_Work order_.
From the data below, copy exactly the lines that lie between the one holding "let id = session.id();" and the one holding "backend (resource-oriented REST).", including both, and nothing more.

_Available data_.
++++++++

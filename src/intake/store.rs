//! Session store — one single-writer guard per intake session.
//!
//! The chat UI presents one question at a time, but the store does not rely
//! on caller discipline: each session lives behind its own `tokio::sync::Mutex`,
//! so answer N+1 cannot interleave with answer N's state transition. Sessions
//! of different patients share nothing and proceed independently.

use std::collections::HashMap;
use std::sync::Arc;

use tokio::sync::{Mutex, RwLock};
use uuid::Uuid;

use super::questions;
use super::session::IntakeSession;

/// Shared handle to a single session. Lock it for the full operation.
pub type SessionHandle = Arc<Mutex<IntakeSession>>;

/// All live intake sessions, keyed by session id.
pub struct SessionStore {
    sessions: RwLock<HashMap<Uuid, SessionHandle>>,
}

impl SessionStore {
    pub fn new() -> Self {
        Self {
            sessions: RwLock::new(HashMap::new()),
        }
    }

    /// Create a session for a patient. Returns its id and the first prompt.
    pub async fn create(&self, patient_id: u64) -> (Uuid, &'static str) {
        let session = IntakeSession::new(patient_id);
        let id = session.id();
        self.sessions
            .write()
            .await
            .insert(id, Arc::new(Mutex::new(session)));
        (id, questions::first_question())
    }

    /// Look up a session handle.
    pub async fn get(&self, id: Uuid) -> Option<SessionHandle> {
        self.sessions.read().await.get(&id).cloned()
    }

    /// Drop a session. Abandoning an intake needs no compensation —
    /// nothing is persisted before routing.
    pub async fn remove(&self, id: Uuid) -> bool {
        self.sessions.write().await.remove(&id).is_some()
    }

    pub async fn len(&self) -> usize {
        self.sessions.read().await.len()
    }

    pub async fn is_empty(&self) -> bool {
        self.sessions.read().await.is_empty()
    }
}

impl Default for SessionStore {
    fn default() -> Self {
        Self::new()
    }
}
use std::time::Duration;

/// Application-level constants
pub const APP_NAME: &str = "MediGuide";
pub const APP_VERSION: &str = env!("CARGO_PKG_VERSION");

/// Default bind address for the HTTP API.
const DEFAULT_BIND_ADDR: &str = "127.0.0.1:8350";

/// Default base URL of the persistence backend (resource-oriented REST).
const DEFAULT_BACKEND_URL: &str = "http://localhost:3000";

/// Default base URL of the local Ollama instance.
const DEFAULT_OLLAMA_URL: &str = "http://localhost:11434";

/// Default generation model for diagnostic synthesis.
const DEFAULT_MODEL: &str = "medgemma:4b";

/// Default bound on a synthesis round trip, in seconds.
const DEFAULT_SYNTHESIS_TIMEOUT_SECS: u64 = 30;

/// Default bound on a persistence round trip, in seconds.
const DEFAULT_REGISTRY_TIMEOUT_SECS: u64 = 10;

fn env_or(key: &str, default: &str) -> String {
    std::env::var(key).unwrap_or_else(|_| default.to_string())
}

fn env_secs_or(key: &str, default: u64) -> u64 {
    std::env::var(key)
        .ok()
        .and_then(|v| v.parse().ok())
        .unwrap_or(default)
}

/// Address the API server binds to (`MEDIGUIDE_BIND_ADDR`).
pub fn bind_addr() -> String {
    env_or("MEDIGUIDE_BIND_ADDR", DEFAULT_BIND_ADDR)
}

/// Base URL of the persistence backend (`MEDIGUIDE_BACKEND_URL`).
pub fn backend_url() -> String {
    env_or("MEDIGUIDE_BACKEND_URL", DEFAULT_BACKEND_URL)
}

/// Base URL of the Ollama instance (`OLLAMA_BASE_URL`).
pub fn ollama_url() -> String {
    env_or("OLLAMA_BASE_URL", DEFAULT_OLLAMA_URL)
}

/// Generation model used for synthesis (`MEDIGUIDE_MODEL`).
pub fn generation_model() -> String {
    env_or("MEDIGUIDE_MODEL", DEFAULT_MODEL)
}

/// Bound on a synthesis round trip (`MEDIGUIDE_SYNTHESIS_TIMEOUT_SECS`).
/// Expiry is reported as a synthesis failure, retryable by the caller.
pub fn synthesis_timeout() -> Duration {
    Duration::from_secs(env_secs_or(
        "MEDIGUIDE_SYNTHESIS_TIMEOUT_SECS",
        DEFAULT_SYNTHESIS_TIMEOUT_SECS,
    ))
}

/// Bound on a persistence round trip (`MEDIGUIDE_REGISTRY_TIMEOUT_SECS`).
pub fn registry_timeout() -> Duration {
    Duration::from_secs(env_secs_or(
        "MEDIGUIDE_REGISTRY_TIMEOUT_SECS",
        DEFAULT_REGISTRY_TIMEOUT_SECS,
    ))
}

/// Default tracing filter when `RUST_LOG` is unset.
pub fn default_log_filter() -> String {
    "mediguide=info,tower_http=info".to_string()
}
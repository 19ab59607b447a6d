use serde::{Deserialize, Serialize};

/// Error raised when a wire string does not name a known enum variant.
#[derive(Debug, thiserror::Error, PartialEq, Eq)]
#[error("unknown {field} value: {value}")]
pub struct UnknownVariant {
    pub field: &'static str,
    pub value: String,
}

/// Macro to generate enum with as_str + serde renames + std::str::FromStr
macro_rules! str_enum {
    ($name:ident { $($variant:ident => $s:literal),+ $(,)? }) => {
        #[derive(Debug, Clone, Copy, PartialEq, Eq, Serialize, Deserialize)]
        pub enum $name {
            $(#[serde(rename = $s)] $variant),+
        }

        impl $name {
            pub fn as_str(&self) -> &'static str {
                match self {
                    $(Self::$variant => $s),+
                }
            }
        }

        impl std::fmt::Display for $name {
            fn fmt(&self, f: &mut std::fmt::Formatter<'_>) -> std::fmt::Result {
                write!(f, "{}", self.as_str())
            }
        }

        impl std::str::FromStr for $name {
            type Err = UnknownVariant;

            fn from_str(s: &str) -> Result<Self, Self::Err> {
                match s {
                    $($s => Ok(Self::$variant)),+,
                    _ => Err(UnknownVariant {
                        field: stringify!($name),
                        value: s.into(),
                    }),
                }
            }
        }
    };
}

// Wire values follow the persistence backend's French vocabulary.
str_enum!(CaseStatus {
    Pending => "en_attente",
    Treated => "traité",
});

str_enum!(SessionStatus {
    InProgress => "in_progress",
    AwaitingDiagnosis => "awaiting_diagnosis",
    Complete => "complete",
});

++++++++

_Response to the task_.
        let id = session.id();
        self.sessions
            .write()
            .await
            .insert(id, Arc::new(Mutex::new(session)));
        (id, questions::first_question())
    }

    /// Look up a session handle.
    pub async fn get(&self, id: Uuid) -> Option<SessionHandle> {
        self.sessions.read().await.get(&id).cloned()
    }

    /// Drop a session. Abandoning an intake needs no compensation —
    /// nothing is persisted before routing.
    pub async fn remove(&self, id: Uuid) -> bool {
        self.sessions.write().await.remove(&id).is_some()
    }

    pub async fn len(&self) -> usize {
        self.sessions.read().await.len()
    }

    pub async fn is_empty(&self) -> bool {
        self.sessions.read().await.is_empty()
    }
}

impl Default for SessionStore {
    fn default() -> Self {
        Self::new()
    }
}
use std::time::Duration;

/// Application-level constants
pub const APP_NAME: &str = "MediGuide";
pub const APP_VERSION: &str = env!("CARGO_PKG_VERSION");

/// Default bind address for the HTTP API.
const DEFAULT_BIND_ADDR: &str = "127.0.0.1:8350";

/// Default base URL of the persistence backend (resource-oriented REST).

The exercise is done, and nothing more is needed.